Para todos tenía mi tía la caridad, para sus pobres, para las monjas, parientes y amigas
carentes de cariño, solitarios gatos y sobre todo para los niños maltratados como yo.
Ella se revestía de tozudez y no le costaba trabajo, con sus ojos brillantes su sonrisa amable
y sobre todo con su frente amplia y serena enfrentaba a los malvados para defender a sus
pobres; en cuanto a mí, cuando por las tardes acudía para contarle mis cuitas de escolapia y
sobre todo llorar los golpes recibidos en casa, al consolarme me inyectaba la esperanza, me
imponía la sonrisa con un dulce en la boca y me hacía sentir transportada y segura de andar
siempre con un Ángel Guardián. Yo sabía que ella me consolaría al final del día, me animaría a
bañarme y lucir bonita a pesar del desánimo, el desamor y la rudeza de la casa paterna. Y que
al siguiente domingo sin duda al llevarme a Misa me compensaría con un rosario devoto coronado
con una nieve fresca y la promesa de algún día hacer un retiro espiritual comiendo las
delicias de la repostería en el convento de las Monjas Josefinas.

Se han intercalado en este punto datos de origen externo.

use std::collections::{HashMap, HashSet};

use chrono::NaiveTime;
use nom::branch::alt;
use nom::bytes::complete::{tag, take_until};
use nom::character::complete::{char, multispace0, multispace1};
use nom::combinator::{opt, rest, verify};
use nom::sequence::delimited;
use nom::IResult;

use crate::models::*;

/// Nominal lives each guild member contributes to the extra-life pool.
const LIFE_POINTS_PER_MEMBER: i64 = 10;

/// Parse a raw siege log and aggregate it into ranked player and guild
/// statistics.
///
/// Pure and total: malformed entries are skipped rather than reported,
/// and the empty string yields an empty report. One entry is a
/// blank-line-delimited paragraph whose first line carries the kill
/// record and whose second line carries the `+N` point bonuses.
pub fn parse_siege_log(log: &str) -> BattleReport {
    let entries = split_entries(log);
    let mut session = ParseSession::default();

    // First pass: name discovery. Every player mentioned on either side
    // of an entry gets a zero-stat record, even when the other half of
    // that entry never matches and pass two skips it.
    for lines in &entries {
        if lines.len() < 2 {
            continue;
        }
        let stat_line = lines[0].trim();
        if let Ok((_, parsed)) = attacker(stat_line) {
            session.player(parsed.name);
        }
        if let Ok((_, parsed)) = defender(stat_line) {
            session.player(parsed.name);
        }
    }

    // Second pass: accumulation over fully-matched kill records.
    for lines in &entries {
        let record = match extract_kill_record(lines) {
            Some(r) => r,
            None => continue,
        };

        {
            let guild = session.guild(&record.attacker_guild);
            guild.total_points_from_kills += record.points;
            guild.total_kills += 1;
            bump_stat(&mut guild.kills, &record.defender_guild);
            guild.players.insert(record.attacker_name.clone());
        }
        {
            let guild = session.guild(&record.defender_guild);
            guild.total_deaths += 1;
            bump_stat(&mut guild.killed_by, &record.attacker_guild);
            guild.players.insert(record.defender_name.clone());
        }
        {
            // Guild affiliation is overwritten on every event: the last
            // guild a player fought under, in log order, wins.
            let player = session.player(&record.attacker_name);
            player.guild_name = record.attacker_guild.clone();
            player.total_points += record.points;
            player.total_kills += 1;
            player.events.push(RawEvent::Kill(KillEvent {
                player_name: record.defender_name.clone(),
                guild_name: record.defender_guild.clone(),
                timestamp: record.timestamp.clone(),
            }));
        }
        {
            let player = session.player(&record.defender_name);
            player.guild_name = record.defender_guild.clone();
            player.total_deaths += 1;
            player.events.push(RawEvent::Death(KillEvent {
                player_name: record.attacker_name.clone(),
                guild_name: record.attacker_guild.clone(),
                timestamp: record.timestamp.clone(),
            }));
        }
    }

    session.finish()
}

/// Tagged per-player event, consumed when lives and tallies are derived.
#[derive(Debug, Clone)]
enum RawEvent {
    Kill(KillEvent),
    Death(KillEvent),
}

impl RawEvent {
    fn data(&self) -> &KillEvent {
        match self {
            RawEvent::Kill(e) | RawEvent::Death(e) => e,
        }
    }
}

#[derive(Debug, Default)]
struct PlayerAccum {
    guild_name: String,
    total_points: i64,
    total_kills: u32,
    total_deaths: u32,
    events: Vec<RawEvent>,
}

#[derive(Debug, Default)]
struct GuildAccum {
    total_points_from_kills: i64,
    total_kills: u32,
    total_deaths: u32,
    kills: Vec<KillStat>,
    killed_by: Vec<KillStat>,
    players: HashSet<String>,
}

/// All accumulator state for one parse invocation. Insertion order is
/// tracked separately so output and tie-breaking stay deterministic.
#[derive(Debug, Default)]
struct ParseSession {
    players: HashMap<String, PlayerAccum>,
    player_order: Vec<String>,
    guilds: HashMap<String, GuildAccum>,
    guild_order: Vec<String>,
}

impl ParseSession {
    fn player(&mut self, name: &str) -> &mut PlayerAccum {
        if !self.players.contains_key(name) {
            self.player_order.push(name.to_string());
        }
        self.players.entry(name.to_string()).or_default()
    }

    fn guild(&mut self, name: &str) -> &mut GuildAccum {
        if !self.guilds.contains_key(name) {
            self.guild_order.push(name.to_string());
        }
        self.guilds.entry(name.to_string()).or_default()
    }

    fn finish(mut self) -> BattleReport {
        let mut player_results: Vec<PlayerStat> = Vec::with_capacity(self.player_order.len());
        for name in &self.player_order {
            let acc = match self.players.remove(name) {
                Some(a) => a,
                None => continue,
            };
            player_results.push(build_player_stat(name, acc));
        }
        player_results.sort_by(|a, b| b.total_points.cmp(&a.total_points));
        for (index, player) in player_results.iter_mut().enumerate() {
            player.rank = index as u32 + 1;
        }

        let mut guild_results: Vec<GuildStat> = Vec::with_capacity(self.guild_order.len());
        for name in &self.guild_order {
            let acc = match self.guilds.remove(name) {
                Some(a) => a,
                None => continue,
            };
            let player_count = acc.players.len() as u32;
            let max_life_points = player_count as i64 * LIFE_POINTS_PER_MEMBER;
            // Unclamped: a guild that dies more than its life pool goes negative.
            let total_extra_life_points = max_life_points - acc.total_deaths as i64;
            guild_results.push(GuildStat {
                name: name.clone(),
                rank: 0,
                player_count,
                total_points_from_kills: acc.total_points_from_kills,
                total_extra_life_points,
                total_points: acc.total_points_from_kills + total_extra_life_points,
                total_kills: acc.total_kills,
                total_deaths: acc.total_deaths,
                kills: acc.kills,
                killed_by: acc.killed_by,
            });
        }
        guild_results.sort_by(|a, b| b.total_points.cmp(&a.total_points));
        for (index, guild) in guild_results.iter_mut().enumerate() {
            guild.rank = index as u32 + 1;
        }

        BattleReport {
            player_results,
            guild_results,
        }
    }
}

/// Replay one player's events into final per-player stats: lives,
/// per-opponent and per-guild tallies.
fn build_player_stat(name: &str, mut acc: PlayerAccum) -> PlayerStat {
    // Events are re-sorted by time of day; block order in the source
    // text is not trusted. HH:MM:SS only, all within one sitting.
    acc.events
        .sort_by(|a, b| time_of_day(&a.data().timestamp).cmp(&time_of_day(&b.data().timestamp)));

    let mut lives: Vec<Life> = Vec::new();
    let mut current = Life {
        kills: Vec::new(),
        death: None,
    };
    let mut kills: Vec<KillStat> = Vec::new();
    let mut killed_by: Vec<KillStat> = Vec::new();
    let mut kills_each_guild: Vec<GuildTally> = Vec::new();
    let mut deaths_each_guild: Vec<GuildTally> = Vec::new();

    for event in &acc.events {
        match event {
            RawEvent::Kill(e) => {
                current.kills.push(e.clone());
                bump_stat(&mut kills, &e.player_name);
                bump_tally(&mut kills_each_guild, &e.guild_name);
            }
            RawEvent::Death(e) => {
                current.death = Some(e.clone());
                lives.push(std::mem::replace(
                    &mut current,
                    Life {
                        kills: Vec::new(),
                        death: None,
                    },
                ));
                bump_stat(&mut killed_by, &e.player_name);
                bump_tally(&mut deaths_each_guild, &e.guild_name);
            }
        }
    }
    // A trailing streak with kills but no death still counts as a life;
    // an empty trailing life is not emitted.
    if !current.kills.is_empty() {
        lives.push(current);
    }

    // Stable sorts keep first-occurrence order on equal counts.
    kills.sort_by(|a, b| b.count.cmp(&a.count));
    killed_by.sort_by(|a, b| b.count.cmp(&a.count));
    kills_each_guild.sort_by(|a, b| b.count.cmp(&a.count));
    deaths_each_guild.sort_by(|a, b| b.count.cmp(&a.count));

    PlayerStat {
        name: name.to_string(),
        rank: 0,
        guild_name: acc.guild_name,
        class: None,
        total_points: acc.total_points,
        total_kills: acc.total_kills,
        total_deaths: acc.total_deaths,
        total_kills_each_guild: kills_each_guild,
        total_deaths_each_guild: deaths_each_guild,
        lives,
        kills,
        killed_by,
    }
}

/// Fully extracted kill record from one 2+ line entry block.
#[derive(Debug)]
struct KillRecord {
    timestamp: String,
    attacker_guild: String,
    attacker_name: String,
    defender_guild: String,
    defender_name: String,
    points: i64,
}

struct AttackerPart<'a> {
    timestamp: &'a str,
    guild: &'a str,
    name: &'a str,
}

struct DefenderPart<'a> {
    guild: &'a str,
    name: &'a str,
}

/// Both the attacker and the defender pattern must match line one for
/// the block to count; one-sided matches are dropped so partial records
/// never corrupt the aggregates.
fn extract_kill_record(lines: &[&str]) -> Option<KillRecord> {
    if lines.len() < 2 {
        return None;
    }
    let stat_line = lines[0].trim();
    let (_, attack) = attacker(stat_line).ok()?;
    let (_, defense) = defender(stat_line).ok()?;
    Some(KillRecord {
        timestamp: attack.timestamp.trim().to_string(),
        attacker_guild: attack.guild.trim().to_string(),
        attacker_name: attack.name.to_string(),
        defender_guild: defense.guild.trim().to_string(),
        defender_name: defense.name.to_string(),
        points: sum_point_bonuses(lines[1]),
    })
}

fn bracketed(input: &str) -> IResult<&str, &str> {
    delimited(char('['), take_until("]"), char(']'))(input)
}

/// `[HH:MM:SS] [guild] name(...)` — the leading half of a kill line.
fn attacker(input: &str) -> IResult<&str, AttackerPart> {
    let (input, _) = multispace0(input)?;
    let (input, timestamp) = bracketed(input)?;
    let (input, _) = multispace1(input)?;
    let (input, guild) = bracketed(input)?;
    let (input, _) = multispace1(input)?;
    let (input, _) = opt(tag("Guild Master"))(input)?;
    let (input, name) = verify(take_until("("), |s: &str| !s.trim().is_empty())(input)?;
    Ok((
        input,
        AttackerPart {
            timestamp,
            guild,
            name: name.trim(),
        },
    ))
}

/// `→ Attack [guild] (Guild Master |Defender )?name` — the trailing half.
fn defender(input: &str) -> IResult<&str, DefenderPart> {
    let (input, _) = take_until("→ Attack ")(input)?;
    let (input, _) = tag("→ Attack ")(input)?;
    let (input, guild) = bracketed(input)?;
    let (input, _) = char(' ')(input)?;
    let (input, _) = opt(alt((tag("Guild Master "), tag("Defender "))))(input)?;
    let (input, name) = verify(rest, |s: &str| !s.trim().is_empty())(input)?;
    Ok((
        input,
        DefenderPart {
            guild,
            name: name.trim(),
        },
    ))
}

/// Sum every `+<integer>` bonus token on the points line. Bonuses stack
/// (base kill, guild-vs-guild, streak), so all of them count.
fn sum_point_bonuses(line: &str) -> i64 {
    let mut total = 0i64;
    for chunk in line.split('+').skip(1) {
        let digits: &str = &chunk[..chunk
            .char_indices()
            .find(|(_, c)| !c.is_ascii_digit())
            .map(|(i, _)| i)
            .unwrap_or(chunk.len())];
        if digits.is_empty() {
            continue;
        }
        if let Ok(value) = digits.parse::<i64>() {
            total += value;
        }
    }
    total
}

/// Split raw text into entry blocks on blank-line boundaries. Blocks
/// keep their source order; whitespace-only lines never join a block.
fn split_entries(log: &str) -> Vec<Vec<&str>> {
    let mut entries: Vec<Vec<&str>> = Vec::new();
    let mut current: Vec<&str> = Vec::new();
    for line in log.trim().lines() {
        if line.trim().is_empty() {
            if !current.is_empty() {
                entries.push(std::mem::take(&mut current));
            }
        } else {
            current.push(line);
        }
    }
    if !current.is_empty() {
        entries.push(current);
    }
    entries
}

fn time_of_day(timestamp: &str) -> NaiveTime {
    NaiveTime::parse_from_str(timestamp, "%H:%M:%S").unwrap_or(NaiveTime::MIN)
}

fn bump_stat(list: &mut Vec<KillStat>, name: &str) {
    match list.iter_mut().find(|s| s.name == name) {
        Some(existing) => existing.count += 1,
        None => list.push(KillStat {
            name: name.to_string(),
            count: 1,
        }),
    }
}

fn bump_tally(list: &mut Vec<GuildTally>, guild_name: &str) {
    match list.iter_mut().find(|s| s.guild_name == guild_name) {
        Some(existing) => existing.count += 1,
        None => list.push(GuildTally {
            guild_name: guild_name.to_string(),
            count: 1,
        }),
    }
}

Ella, mi tía Yaya me cobijó en su propia recámara cuando jovencita mis padres me echaron de
casa, abrió un pequeño catre para que durmiera junto a su cama donde todas las noches ella se
daba al cuidado de su madre ya demente. Y sin embargo la ternura la sobraba, le alcanzó para
quererme tanto. Ella misma me enseñó a celebrar la osadía de la vida y de la muerte, la
dulzura de la fe en los ojos de María Santísima y el sabor de los tamales de nuez y de
vainilla en medio de la bruma decembrina cuando sentadas en un puesto pobre de comida nos
sentíamos arropadas entre los indios presurosos del mercado.

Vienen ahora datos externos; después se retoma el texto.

use std::fs;
use std::path::{Path, PathBuf};

use chrono::{NaiveDate, Utc};
use thiserror::Error;

use crate::models::{BattleReport, ServerGroup, StoredLog, StoredLogInfo};

#[derive(Debug, Error)]
pub enum StoreError {
    #[error("log not found")]
    NotFound,
    #[error("io error: {0}")]
    Io(#[from] std::io::Error),
    #[error("corrupt log document: {0}")]
    Corrupt(#[from] serde_json::Error),
}

/// Filesystem-backed log storage: one pretty-printed JSON document per
/// saved siege log, listed by scanning the data directory.
#[derive(Debug, Clone)]
pub struct LogStore {
    data_dir: PathBuf,
}

impl LogStore {
    pub fn new(data_dir: impl Into<PathBuf>) -> Result<Self, StoreError> {
        let data_dir = data_dir.into();
        fs::create_dir_all(&data_dir)?;
        Ok(Self { data_dir })
    }

    pub fn data_dir(&self) -> &Path {
        &self.data_dir
    }

    /// Persist a parsed report under a fresh id derived from the upload
    /// instant. Ids are bumped on collision so two saves in the same
    /// millisecond both land.
    pub fn save(
        &self,
        log_date: NaiveDate,
        server_name: &str,
        parsed_data: BattleReport,
    ) -> Result<StoredLog, StoreError> {
        let base = Utc::now().format("%Y%m%d%H%M%S%3f").to_string();
        let mut id = base.clone();
        let mut bump = 0u32;
        while self.path_for(&id).exists() {
            bump += 1;
            id = format!("{base}-{bump}");
        }

        let entry = StoredLog {
            id: id.clone(),
            log_date: log_date.format("%Y-%m-%d").to_string(),
            server_name: server_name.to_string(),
            parsed_data,
        };
        let json = serde_json::to_string_pretty(&entry)?;
        fs::write(self.path_for(&id), json)?;
        tracing::info!(id = %entry.id, server = %entry.server_name, date = %entry.log_date, "saved log");
        Ok(entry)
    }

    /// List every saved log, newest siege date first. Files that are not
    /// log documents are skipped quietly.
    pub fn list(&self) -> Result<Vec<StoredLogInfo>, StoreError> {
        let mut infos: Vec<StoredLogInfo> = Vec::new();
        for entry in fs::read_dir(&self.data_dir)? {
            let entry = match entry {
                Ok(e) => e,
                Err(_) => continue,
            };
            let path = entry.path();
            if path.extension().and_then(|e| e.to_str()) != Some("json") {
                continue;
            }
            let text = match fs::read_to_string(&path) {
                Ok(t) => t,
                Err(_) => continue,
            };
            let log: StoredLog = match serde_json::from_str(&text) {
                Ok(l) => l,
                Err(_) => continue,
            };
            infos.push(StoredLogInfo {
                id: log.id,
                log_date: log.log_date,
                server_name: log.server_name,
            });
        }
        // Dates are ISO strings, so lexical order is chronological; id
        // breaks ties to keep the listing deterministic.
        infos.sort_by(|a, b| b.log_date.cmp(&a.log_date).then_with(|| b.id.cmp(&a.id)));
        Ok(infos)
    }

    pub fn list_for_server(&self, server_name: &str) -> Result<Vec<StoredLogInfo>, StoreError> {
        let mut infos = self.list()?;
        infos.retain(|i| i.server_name == server_name);
        Ok(infos)
    }

    /// Per-server log counts for the unfiltered listing.
    pub fn server_groups(&self) -> Result<Vec<ServerGroup>, StoreError> {
        let mut groups: Vec<ServerGroup> = Vec::new();
        for info in self.list()? {
            match groups.iter_mut().find(|g| g.name == info.server_name) {
                Some(group) => group.count += 1,
                None => groups.push(ServerGroup {
                    name: info.server_name,
                    count: 1,
                }),
            }
        }
        Ok(groups)
    }

    pub fn get(&self, id: &str) -> Result<StoredLog, StoreError> {
        let path = self.path_for(id);
        if !path.exists() {
            return Err(StoreError::NotFound);
        }
        let text = fs::read_to_string(&path)?;
        Ok(serde_json::from_str(&text)?)
    }

    /// First log recorded for the given calendar date, newest save first.
    pub fn find_by_date(&self, date: NaiveDate) -> Result<StoredLog, StoreError> {
        let wanted = date.format("%Y-%m-%d").to_string();
        for info in self.list()? {
            if info.log_date == wanted {
                return self.get(&info.id);
            }
        }
        Err(StoreError::NotFound)
    }

    fn path_for(&self, id: &str) -> PathBuf {
        self.data_dir.join(format!("{id}.json"))
    }
}

#[cfg(test)]
mod tests {
    use super::*;
    use crate::parser::parse_siege_log;
    use tempfile::TempDir;

    fn sample_report() -> BattleReport {
        parse_siege_log("[10:00:00] [Alpha] Hero1(x) → Attack [Beta] Villain1\n+100")
    }

    fn date(s: &str) -> NaiveDate {
        NaiveDate::parse_from_str(s, "%Y-%m-%d").unwrap()
    }

    #[test]
    fn save_and_get_roundtrip() {
        let dir = TempDir::new().unwrap();
        let store = LogStore::new(dir.path()).unwrap();

        let saved = store
            .save(date("2024-03-09"), "Ezrael", sample_report())
            .unwrap();
        let loaded = store.get(&saved.id).unwrap();

        assert_eq!(loaded.id, saved.id);
        assert_eq!(loaded.log_date, "2024-03-09");
        assert_eq!(loaded.server_name, "Ezrael");
        assert_eq!(loaded.parsed_data, saved.parsed_data);
    }

    #[test]
    fn get_unknown_id_is_not_found() {
        let dir = TempDir::new().unwrap();
        let store = LogStore::new(dir.path()).unwrap();
        assert!(matches!(store.get("missing"), Err(StoreError::NotFound)));
    }

    #[test]
    fn list_is_newest_date_first_and_skips_foreign_files() {
        let dir = TempDir::new().unwrap();
        let store = LogStore::new(dir.path()).unwrap();
        store.save(date("2024-03-02"), "Ezrael", sample_report()).unwrap();
        store.save(date("2024-03-09"), "Ezrael", sample_report()).unwrap();
        store.save(date("2024-03-05"), "Teleria", sample_report()).unwrap();
        std::fs::write(dir.path().join("characters.json"), "{}").unwrap();
        std::fs::write(dir.path().join("notes.txt"), "not a log").unwrap();

        let infos = store.list().unwrap();
        let dates: Vec<&str> = infos.iter().map(|i| i.log_date.as_str()).collect();
        assert_eq!(dates, vec!["2024-03-09", "2024-03-05", "2024-03-02"]);
    }

    #[test]
    fn list_for_server_filters() {
        let dir = TempDir::new().unwrap();
        let store = LogStore::new(dir.path()).unwrap();
        store.save(date("2024-03-02"), "Ezrael", sample_report()).unwrap();
        store.save(date("2024-03-05"), "Teleria", sample_report()).unwrap();

        let infos = store.list_for_server("Teleria").unwrap();
        assert_eq!(infos.len(), 1);
        assert_eq!(infos[0].server_name, "Teleria");
    }

    #[test]
    fn server_groups_count_per_server() {
        let dir = TempDir::new().unwrap();
        let store = LogStore::new(dir.path()).unwrap();
        store.save(date("2024-03-02"), "Ezrael", sample_report()).unwrap();
        store.save(date("2024-03-09"), "Ezrael", sample_report()).unwrap();
        store.save(date("2024-03-05"), "Teleria", sample_report()).unwrap();

        let mut groups = store.server_groups().unwrap();
        groups.sort_by(|a, b| a.name.cmp(&b.name));
        assert_eq!(groups.len(), 2);
        assert_eq!(groups[0].name, "Ezrael");
        assert_eq!(groups[0].count, 2);
        assert_eq!(groups[1].count, 1);
    }

    #[test]
    fn find_by_date_returns_matching_log() {
        let dir = TempDir::new().unwrap();
        let store = LogStore::new(dir.path()).unwrap();
        store.save(date("2024-03-02"), "Ezrael", sample_report()).unwrap();
        let saved = store.save(date("2024-03-09"), "Ezrael", sample_report()).unwrap();

        let found = store.find_by_date(date("2024-03-09")).unwrap();
        assert_eq!(found.id, saved.id);
        assert!(matches!(
            store.find_by_date(date("2020-01-01")),
            Err(StoreError::NotFound)
        ));
    }

    #[test]
    fn colliding_save_ids_are_bumped() {
        let dir = TempDir::new().unwrap();
        let store = LogStore::new(dir.path()).unwrap();
        // Two saves back to back may share a millisecond; both must land.
        let first = store.save(date("2024-03-09"), "Ezrael", sample_report()).unwrap();
        let second = store.save(date("2024-03-09"), "Ezrael", sample_report()).unwrap();
        assert_ne!(first.id, second.id);
        assert_eq!(store.list().unwrap().len(), 2);
    }
}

A semejanza de las arañas de la cristalería del comedor familiar, me enseñó el bello oficio
de bordar y de tejer, proveyéndome de las herramientas adecuadas: seda para bordar y lanzadera
para tejer, mi primer libro de oraciones traído de ultramar al par que mi vestido de encajes
para la primera comunión; paradas frente al Santísimo expuesto me entregó la llave maravillosa
de la fe; pero sobre todo, muchas veces me cobijó su abrazo, única fuente de ternura cuando
niña, sus manos regordetas recogieron las mías y su amor continúa envolviéndome, especialmente
cuando el recuerdo de la crueldad de mi madre aun me cierra el cuello con lágrimas y el veneno
de la burla de mi padre me hace vomitar y no puedo ya continuar tecleando y menos aún
viviendo…
Entonces su recuerdo viene y me salva del abismo, mi tía Yaya, su amor por de mí, me toca el
hombro quedito y me invita a seguir, me compone el pelo, me dice varita de nardo, flaquita
bonita, ría de mi corazón, ya no llores más por Dios.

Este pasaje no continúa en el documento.